23rd April, 2017
There’s no such thing as the ‘perfect posture’ … no one set way that we as individuals should all be aiming to stand or sit that’s been scientifically proven to prevent pain.
Indeed, we are all different and just like having blue eyes or brown hair, some people are born with tight hamstrings or a larger curve in their lower back.
The internet and social media are full of exercise programmes to ‘fix your bad posture’. Well, if there are some things we can’t fundamentally change about our bodies, then how do they work?
I think their success is down to getting people to move their bodies more often through a range of different movements, rather than trying to force your body into the ‘perfect’ way to stand or sit.
Your body makes adaptive changes to make the positions you spend most time in feel more comfortable. So if you spend a lot of time slouched at a computer then your upper back, neck and shoulders can become so used to this posture that it may feel uncomfortable to move out of it. So exercises aiming to move the bits of your spine that feel stiff and stretch out the muscles that feel tight will be helpful in restoring comfortable movement in all directions again.
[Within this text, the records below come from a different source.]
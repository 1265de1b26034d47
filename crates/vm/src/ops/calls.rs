//! Call, closure and `try` handlers.

use crate::error::{Halt, Panic, VmResult};
use crate::opcode::Op;
use crate::ops::JumpTable;
use crate::value::{ObjRef, Value};
use crate::vm::Vm;

/// Registers the call and closure handlers.
pub fn register_handlers(table: &mut JumpTable) {
    table.register(Op::Call, call);
    table.register(Op::Return, return_op);
    table.register(Op::MakeClosure, make_closure);
    table.register(Op::CloseUpvalue, close_upvalue);
    table.register(Op::InvokeMethod, invoke_method);
    table.register(Op::InvokeSuperMethod, invoke_super_method);
    table.register(Op::GetMethod, get_method);
    table.register(Op::GetSuperMethod, get_super_method);
    table.register(Op::Try, try_op);
}

fn call(vm: &mut Vm) -> VmResult<()> {
    let arg_count = vm.read_byte()? as usize;
    let callee = vm.peek(arg_count)?;
    vm.call_value(callee, arg_count)
}

/// Pops the frame: the return value replaces the callee's stack window,
/// and every open upvalue at or above the frame base is closed first.
fn return_op(vm: &mut Vm) -> VmResult<()> {
    let result = vm.pop()?;
    let frame = *vm.current_frame()?;

    vm.close_upvalues(frame.fp);
    vm.truncate_stack(frame.fp);
    vm.push(result)?;

    vm.frames.pop();
    Ok(())
}

/// Creates a closure over the function constant, then resolves its
/// captured upvalues from the trailing `(is_local, index)` pairs.
fn make_closure(vm: &mut Vm) -> VmResult<()> {
    let fun_value = vm.read_constant()?;
    let Value::Obj(fun) = fun_value else {
        return Err(Panic::error("Closure constant is not a function.").hard().into());
    };
    let module = vm.current_module()?;

    let closure = vm.new_closure(fun, module)?;
    vm.push(Value::Obj(closure))?;

    let upvalue_count = vm.heap.fun(fun).upvalue_count;
    let frame_fp = vm.current_frame()?.fp;
    let enclosing = vm.current_frame()?.closure;

    for _ in 0..upvalue_count {
        let is_local = vm.read_byte()? != 0;
        let index = vm.read_byte()? as usize;
        let upvalue = if is_local {
            vm.capture_upvalue(frame_fp + index)?
        } else {
            vm.heap.closure(enclosing).upvalues[index]
        };
        vm.heap.closure_mut(closure).upvalues.push(upvalue);
    }

    Ok(())
}

fn close_upvalue(vm: &mut Vm) -> VmResult<()> {
    let top = vm.stack_len() - 1;
    vm.close_upvalues(top);
    vm.pop()?;
    Ok(())
}

fn invoke_method(vm: &mut Vm) -> VmResult<()> {
    let method_name = vm.read_string()?;
    let arg_count = vm.read_byte()? as usize;
    vm.invoke_method(method_name, arg_count)
}

fn invoke_super_method(vm: &mut Vm) -> VmResult<()> {
    let method_name = vm.read_string()?;
    let arg_count = vm.read_byte()? as usize;
    let superclass = pop_class(vm)?;
    vm.invoke_method_from_class(superclass, method_name, arg_count)
}

fn get_method(vm: &mut Vm) -> VmResult<()> {
    let method_name = vm.read_string()?;
    let receiver = vm.peek(0)?;
    match vm.class_of(receiver) {
        Some(class) => bind_method(vm, class, method_name),
        None => Err(Panic::type_error(format!(
            "Invalid method access '{}'.",
            vm.heap.str_obj(method_name).to_string_lossy(),
        ))
        .into()),
    }
}

fn get_super_method(vm: &mut Vm) -> VmResult<()> {
    let method_name = vm.read_string()?;
    let superclass = pop_class(vm)?;
    bind_method(vm, superclass, method_name)
}

/// Pops the receiver and replaces it with a bound-method object.
pub(crate) fn bind_method(vm: &mut Vm, class: ObjRef, method_name: ObjRef) -> VmResult<()> {
    let methods = vm.heap.class(class).methods;
    let method = vm
        .map_get(methods, Value::Obj(method_name))?
        .ok_or_else(|| {
            Halt::from(Panic::name_error(format!(
                "Invalid method name '{}'.",
                vm.heap.str_obj(method_name).to_string_lossy(),
            )))
        })?;
    let Value::Obj(method_ref) = method else {
        return Err(Panic::type_error("Invalid method value.").into());
    };

    let receiver = vm.peek(0)?;
    let bound = vm.new_bound_method(receiver, method_ref)?;
    vm.pop()?;
    vm.push(Value::Obj(bound))
}

fn pop_class(vm: &mut Vm) -> VmResult<ObjRef> {
    match vm.pop()? {
        Value::Obj(obj_ref)
            if matches!(vm.heap.object(obj_ref).kind, crate::heap::ObjKind::Class(_)) =>
        {
            Ok(obj_ref)
        }
        _ => Err(Panic::type_error("Invalid superclass value (not a class).").into()),
    }
}

/// Runs the zero-arg callee in a nested interpreter loop. A catchable
/// panic is converted into an `Err(code, message)` tuple; the stack and
/// frame depths are restored first. `$exit()` and hard panics pass
/// through.
fn try_op(vm: &mut Vm) -> VmResult<()> {
    let stashed_stack = vm.stack_len();
    let stashed_frames = vm.frame_count();

    vm.try_depth += 1;
    let result = (|| -> VmResult<()> {
        let callee = vm.peek(0)?;
        let frames_before = vm.frame_count();
        vm.call_value(callee, 0)?;
        if vm.frame_count() > frames_before {
            vm.run()?;
        }
        Ok(())
    })();
    vm.try_depth -= 1;

    let halt = match result {
        Ok(()) => {
            debug_assert_eq!(vm.stack_len(), stashed_stack);
            debug_assert_eq!(vm.frame_count(), stashed_frames);
            return Ok(());
        }
        Err(halt) => halt,
    };
    if !halt.is_catchable() {
        return Err(halt);
    }
    let Halt::Panic(panic) = halt else {
        return Err(halt);
    };

    // Restore the VM: open upvalues above the stashed depth are closed,
    // then the callee and everything above it is discarded.
    vm.close_upvalues(stashed_stack);
    vm.truncate_stack(stashed_stack - 1);
    vm.frames.truncate(stashed_frames);
    vm.heap.clear_allocation_failed();

    // Building the error tuple must not itself be reported as catchable:
    // an allocation failure here becomes a hard panic.
    let to_hard = |halt: Halt| -> Halt {
        match halt {
            Halt::Panic(panic) => Halt::Panic(panic.hard()),
            other => other,
        }
    };

    let message = vm.intern(&panic.message).map_err(to_hard)?;
    vm.push(Value::Obj(message)).map_err(to_hard)?;
    let err_tup = vm
        .new_err_tup(vec![Value::I64(panic.code.as_i64()), Value::Obj(message)])
        .map_err(to_hard)?;
    vm.pop()?;
    vm.push(Value::Obj(err_tup))?;

    Ok(())
}
#[cfg(test)]
mod tests {
    use super::*;

    #[test]
    fn test_push_pop_peek() {
        let mut vm = Vm::new();
        vm.push(Value::I64(1)).unwrap();
        vm.push(Value::I64(2)).unwrap();
        assert!(matches!(vm.peek(0).unwrap(), Value::I64(2)));
        assert!(matches!(vm.peek(1).unwrap(), Value::I64(1)));
        assert!(matches!(vm.pop().unwrap(), Value::I64(2)));
        assert!(matches!(vm.pop().unwrap(), Value::I64(1)));
    }

    #[test]
    fn test_stack_overflow_is_an_out_of_memory_panic() {
        let mut vm = Vm::new();
        vm.set_stack_limit(64);
        let mut result = Ok(());
        for _ in 0..100 {
            result = vm.push(Value::Null);
            if result.is_err() {
                break;
            }
        }
        match result {
            Err(Halt::Panic(panic)) => {
                assert_eq!(panic.code, crate::error::ErrorCode::OutOfMemory)
            }
            _ => panic!("expected stack overflow"),
        }
    }

    #[test]
    fn test_map_insertion_order_and_removal() {
        let mut vm = Vm::new();
        let map = vm.new_map(MapKind::Map).unwrap();
        vm.push(Value::Obj(map)).unwrap();

        for i in 0..20 {
            vm.map_set(map, Value::I64(i), Value::I64(i * 10)).unwrap();
        }
        assert!(vm.map_remove(map, Value::I64(3)).unwrap());
        assert!(!vm.map_remove(map, Value::I64(99)).unwrap());
        assert_eq!(vm.heap.map(map).count(), 19);

        let keys: Vec<i64> = vm
            .heap
            .map(map)
            .live_entries()
            .map(|entry| match entry.key {
                Value::I64(n) => n,
                _ => panic!("unexpected key"),
            })
            .collect();
        let expected: Vec<i64> = (0..20).filter(|&n| n != 3).collect();
        assert_eq!(keys, expected);

        assert_eq!(vm.map_get(map, Value::I64(3)).unwrap(), None);
        assert!(matches!(
            vm.map_get(map, Value::I64(4)).unwrap(),
            Some(Value::I64(40))
        ));
    }

    #[test]
    fn test_map_mixed_numeric_keys_collide() {
        let mut vm = Vm::new();
        let map = vm.new_map(MapKind::Map).unwrap();
        vm.push(Value::Obj(map)).unwrap();

        vm.map_set(map, Value::I64(1), Value::I64(100)).unwrap();
        // 1.0 == 1 and hashes identically, so this updates the entry.
        let added = vm.map_set(map, Value::F64(1.0), Value::I64(200)).unwrap();
        assert!(!added);
        assert_eq!(vm.heap.map(map).count(), 1);
    }

    #[test]
    fn test_upvalue_capture_is_unique_per_slot() {
        let mut vm = Vm::new();
        vm.push(Value::I64(42)).unwrap();

        let a = vm.capture_upvalue(0).unwrap();
        let b = vm.capture_upvalue(0).unwrap();
        assert_eq!(a, b);

        vm.close_upvalues(0);
        let c = vm.capture_upvalue(0).unwrap();
        assert_ne!(a, c);
    }

    #[test]
    fn test_close_upvalues_takes_ownership() {
        let mut vm = Vm::new();
        vm.push(Value::I64(7)).unwrap();
        let upvalue = vm.capture_upvalue(0).unwrap();

        vm.close_upvalues(0);
        vm.pop().unwrap();

        assert!(matches!(vm.upvalue_value(upvalue), Value::I64(7)));
        vm.set_upvalue_value(upvalue, Value::I64(8));
        assert!(matches!(vm.upvalue_value(upvalue), Value::I64(8)));
    }

    #[test]
    fn test_truthiness() {
        let mut vm = Vm::new();
        assert!(!vm.is_truthy(Value::Null));
        assert!(!vm.is_truthy(Value::Bool(false)));
        assert!(vm.is_truthy(Value::Bool(true)));
        assert!(vm.is_truthy(Value::I64(0)));
        assert!(vm.is_truthy(Value::F64(0.0)));

        let err = vm.new_err_tup(vec![]).unwrap();
        assert!(!vm.is_truthy(Value::Obj(err)));
        let tup = vm.new_tup(vec![]).unwrap();
        assert!(vm.is_truthy(Value::Obj(tup)));
    }

    #[test]
    fn test_hash_equal_implies_equal_hash() {
        let mut vm = Vm::new();
        let int_hash = vm.hash_value(Value::I64(65)).unwrap();
        let float_hash = vm.hash_value(Value::F64(65.0)).unwrap();
        let char_hash = vm.hash_value(Value::Char('A')).unwrap();
        assert_eq!(int_hash, float_hash);
        assert_eq!(int_hash, char_hash);
    }
}
//! Methods for the file type.

use std::fs::OpenOptions;
use std::io::BufReader;

use crate::error::{Panic, VmResult};
use crate::objects::{FileHandle, FileMode, IterKind, PyroIter};
use crate::value::{ObjRef, Value};
use crate::vm::Vm;

pub(crate) fn install(vm: &mut Vm) -> VmResult<()> {
    vm.define_global_fn("$file", 2, fn_file)?;

    let file_class = vm.classes.file;
    vm.define_method(file_class, "close", 0, file_close)?;
    vm.define_method(file_class, "read", 0, file_read)?;
    vm.define_method(file_class, "read_string", 0, file_read)?;
    vm.define_method(file_class, "read_line", 0, file_read_line)?;
    vm.define_method(file_class, "lines", 0, file_lines)?;
    vm.define_method(file_class, "write", -1, file_write)?;
    vm.define_method(file_class, "$iter", 0, file_lines)?;
    Ok(())
}

fn receiver(args: &[Value]) -> VmResult<ObjRef> {
    match args[0] {
        Value::Obj(obj_ref) => Ok(obj_ref),
        _ => Err(Panic::type_error("Invalid receiver.").into()),
    }
}

/// `$file(path, mode)` opens a file with an fopen-style mode string.
fn fn_file(vm: &mut Vm, args: &[Value]) -> VmResult<Value> {
    let path = super::core::expect_str(vm, args[1], "$file() requires a path string.")?;
    let mode_text = super::core::expect_str(vm, args[2], "$file() requires a mode string.")?;
    let mode = FileMode::parse(&mode_text)
        .ok_or_else(|| Panic::value_error(format!("Invalid file mode '{mode_text}'.")))?;

    let handle = if mode.contains(FileMode::READ) && !mode.contains(FileMode::WRITE) {
        let file = std::fs::File::open(&path)
            .map_err(|err| Panic::os_error(format!("Unable to open file '{path}': {err}.")))?;
        FileHandle::Read(BufReader::new(file))
    } else {
        let mut options = OpenOptions::new();
        options.write(true);
        if mode.contains(FileMode::APPEND) {
            options.append(true).create(true);
        } else {
            options.truncate(true).create(true);
        }
        let file = options
            .open(&path)
            .map_err(|err| Panic::os_error(format!("Unable to open file '{path}': {err}.")))?;
        FileHandle::Write(file)
    };

    Ok(Value::Obj(vm.new_file(handle)?))
}

fn file_close(vm: &mut Vm, args: &[Value]) -> VmResult<Value> {
    let file = receiver(args)?;
    vm.heap.file_mut(file).close();
    Ok(Value::Null)
}

/// Reads the remainder of the stream as a string.
fn file_read(vm: &mut Vm, args: &[Value]) -> VmResult<Value> {
    let file = receiver(args)?;
    let bytes = vm
        .heap
        .file_mut(file)
        .read_to_end_bytes()
        .map_err(|err| Panic::os_error(format!("Failed to read file: {err}.")))?;
    Ok(Value::Obj(vm.intern_owned(bytes)?))
}

/// Reads the next line, or returns null at end of file.
fn file_read_line(vm: &mut Vm, args: &[Value]) -> VmResult<Value> {
    let file = receiver(args)?;
    let line = vm
        .heap
        .file_mut(file)
        .read_line_bytes()
        .map_err(|err| Panic::os_error(format!("Failed to read file: {err}.")))?;
    match line {
        Some(bytes) => Ok(Value::Obj(vm.intern_owned(bytes)?)),
        None => Ok(Value::Null),
    }
}

fn file_lines(vm: &mut Vm, args: &[Value]) -> VmResult<Value> {
    let file = receiver(args)?;
    let iter = vm.new_iter(PyroIter::new(file, IterKind::FileLines))?;
    Ok(Value::Obj(iter))
}

/// Writes the string form of each argument. Returns the byte count.
fn file_write(vm: &mut Vm, args: &[Value]) -> VmResult<Value> {
    let file = receiver(args)?;
    let mut written = 0i64;
    for value in &args[1..] {
        let string = vm.stringify_value(*value)?;
        let bytes = vm.heap.str_obj(string).as_bytes().to_vec();
        written += bytes.len() as i64;
        vm.heap
            .file_mut(file)
            .write_bytes(&bytes)
            .map_err(|err| Panic::os_error(format!("Failed to write to file: {err}.")))?;
    }
    Ok(Value::I64(written))
}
However, the effects of any exercise programme will be short lived unless you also address the cause and incorporate ways of changing position more frequently during the day to maintain the benefits.
Essentially the best posture is your next posture and what that means is your body was designed be on the move. Even if it was possible to establish a ‘perfect’ sitting position, you’re not designed to remain still for long periods of time.
So forget about postural braces and supports that promise you better posture and alignment … you’re better off moving more frequently, changing position as often as possible, stretching out intermittently and improving your general body fitness.
Don’t hesitate you get in touch if you have any questions at all,
The Pilatesfit Team!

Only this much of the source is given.